I bought the shirt years ago, before there was any whiff of scandal around Armstrong. I bought one for each of my Lance-worshipping friends — to annoy them. The shirts were being liquidated for $5 each at Haybren Adventures, who apparently had to cease and desist selling these shirts and bracelets after being a bit too successful at it. (The once thriving livewrong.net is now a sad link farm waiting for someone to bid high on the domain.)
Sometimes my herolessness feels like a social liability; sometimes it feels like a valuable immunity.
There is something hard-wired in our primate brains that leads us to equate high visibility with high significance. It probably was a positive correlation in our hunter-gatherer societies. But now it does a disservice to us. If we see someone on television often enough, our brains tell us the person is deserving of our attention. We end up filling our heads with names and details of people who are less worthy of our attention than some of the people living down the street whose names we do not know.
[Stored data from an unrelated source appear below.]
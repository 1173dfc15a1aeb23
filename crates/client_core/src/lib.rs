//! Client-side orchestration core for agreement workflows: dual-transport
//! dispatch, context management, milestone canonicalization, document batch
//! uploads and the DAO creation wizard. Rendering sits entirely on top of
//! the types exported here.

pub mod config;
pub mod context;
pub mod documents;
pub mod milestone;
pub mod orchestrator;
pub mod transport;
pub mod wizard;

/// Scratch-store keys shared between the orchestrator and the wizard.
pub mod scratch_keys {
    /// Written at wizard step-1 creation, cleared on reset or submission.
    pub const TEMP_DAO_CONTEXT_ID: &str = "tempDaoContextID";
    pub const TEMP_DAO_CONTEXT_USER_ID: &str = "tempDaoContextUserID";
    pub const TEMP_DAO_AGREEMENT_NAME: &str = "tempDaoAgreementName";

    /// Written on any successful join, creation or completion; read when
    /// navigating into an agreement's detail view.
    pub const AGREEMENT_CONTEXT_ID: &str = "agreementContextID";
    pub const AGREEMENT_CONTEXT_USER_ID: &str = "agreementContextUserID";
}

pub use config::{load_settings, Settings};
pub use context::ContextService;
pub use documents::{DocumentUploadCoordinator, UploadEvent};
pub use orchestrator::{
    AgreementOrchestrator, CompletedDaoAgreement, DaoAgreementRequest, DEFAULT_VOTING_THRESHOLD,
};
pub use transport::{
    ContextTransport, MissingNodeBridge, NodeBridge, RestTransport, TransportSelector,
};
pub use wizard::{DaoWizard, WizardDraft, WizardStep};

#[cfg(test)]
#[path = "tests/support.rs"]
pub(crate) mod test_support;
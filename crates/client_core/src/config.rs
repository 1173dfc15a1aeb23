use std::{collections::HashMap, fs};

use anyhow::{bail, Context};
use serde::Deserialize;
use url::Url;

#[derive(Debug, Clone, Deserialize)]
pub struct Settings {
    /// Base URL of the node serving the REST fallback transport.
    pub node_url: String,
    /// Application identifier required by REST context creation.
    pub application_id: Option<String>,
    pub scratch_database_url: String,
}

impl Default for Settings {
    fn default() -> Self {
        Self {
            node_url: "http://127.0.0.1:2428".into(),
            application_id: None,
            scratch_database_url: "sqlite://./data/scratch.db".into(),
        }
    }
}

pub fn load_settings() -> Settings {
    let mut settings = Settings::default();

    if let Ok(raw) = fs::read_to_string("agreement.toml") {
        if let Ok(file_cfg) = toml::from_str::<HashMap<String, String>>(&raw) {
            if let Some(v) = file_cfg.get("node_url") {
                settings.node_url = v.clone();
            }
            if let Some(v) = file_cfg.get("application_id") {
                settings.application_id = Some(v.clone());
            }
            if let Some(v) = file_cfg.get("scratch_database_url") {
                settings.scratch_database_url = v.clone();
            }
        }
    }

    if let Ok(v) = std::env::var("NODE_URL") {
        settings.node_url = v;
    }
    if let Ok(v) = std::env::var("APP__NODE_URL") {
        settings.node_url = v;
    }

    if let Ok(v) = std::env::var("APPLICATION_ID") {
        settings.application_id = Some(v);
    }
    if let Ok(v) = std::env::var("APP__APPLICATION_ID") {
        settings.application_id = Some(v);
    }

    if let Ok(v) = std::env::var("SCRATCH_DATABASE_URL") {
        settings.scratch_database_url = v;
    }
    if let Ok(v) = std::env::var("APP__SCRATCH_DATABASE_URL") {
        settings.scratch_database_url = v;
    }

    settings
}

pub fn validate_node_url(raw: &str) -> anyhow::Result<Url> {
    let url = Url::parse(raw).with_context(|| format!("invalid node url '{raw}'"))?;
    if url.scheme() != "http" && url.scheme() != "https" {
        bail!("node url must use http or https: {raw}");
    }
    Ok(url)
}
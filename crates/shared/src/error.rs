use serde::{Deserialize, Serialize};
use thiserror::Error;

/// Uniform error payload surfaced by every core operation. Pairing it with
/// `Result` guarantees a call yields either data or an error, never both.
#[derive(Debug, Clone, PartialEq, Eq, Error, Serialize, Deserialize)]
#[error("{code}: {message}")]
pub struct ApiError {
    pub code: u16,
    pub message: String,
}

impl ApiError {
    pub fn new(code: u16, message: impl Into<String>) -> Self {
        Self {
            code,
            message: message.into(),
        }
    }

    pub fn internal(message: impl Into<String>) -> Self {
        Self::new(500, message)
    }

    pub fn validation(message: impl Into<String>) -> Self {
        Self::new(400, message)
    }
}

pub type ApiResult<T> = Result<T, ApiError>;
The so called “value” of celebrity, and the notion that celebrities can use their fame for good is based on exploiting this primitive characteristic that no longer serves us well. For every Angelina Jolie legitimately bringing attention to the plight of refugees, there is a Jenny McCarthy regurgitating pseudoscience against vaccinations.
Another friend of mine, Rahul, does research at the University of Arizona Cancer Center. A few years ago he was driving his car, and got stuck behind a group of cyclists taking up two lanes.
When they all had to stop for a red light, Rahul was able to pull up next to the group and ask, “Hey, Do you need to take up both lanes?”
He looked more closely and realized he was talking to Lance Armstrong, who replied, “Cut us some slack, bro, we’re trying something new.”
Mike got a little “brush with greatness” fever, and spent weeks trying to get through to Armstrong to perhaps get him come and visit the Cancer Center.
“He’ll remember me. He called me bro. Certainly he’ll want to know about the research we do.”
His efforts went nowhere. Armstrong was either too busy, or not as heroically anti-cancer as his public mythology would suggest.
Heroes will let you down. Not always, but often enough that you should at least brace yourself for it — or better: divest yourself of heroes entirely.
Lance Armstrong’s value to cycling was to sell cycling to people who view bikes as sports equipment, not as a practical way of getting around.
If you are commuting by bike, you are doing something that most people believe they can’t do — especially people who don’t see themselves as athletic. And the easier you make it look, the more heroic you are.
This Lance business has nothing to do with you.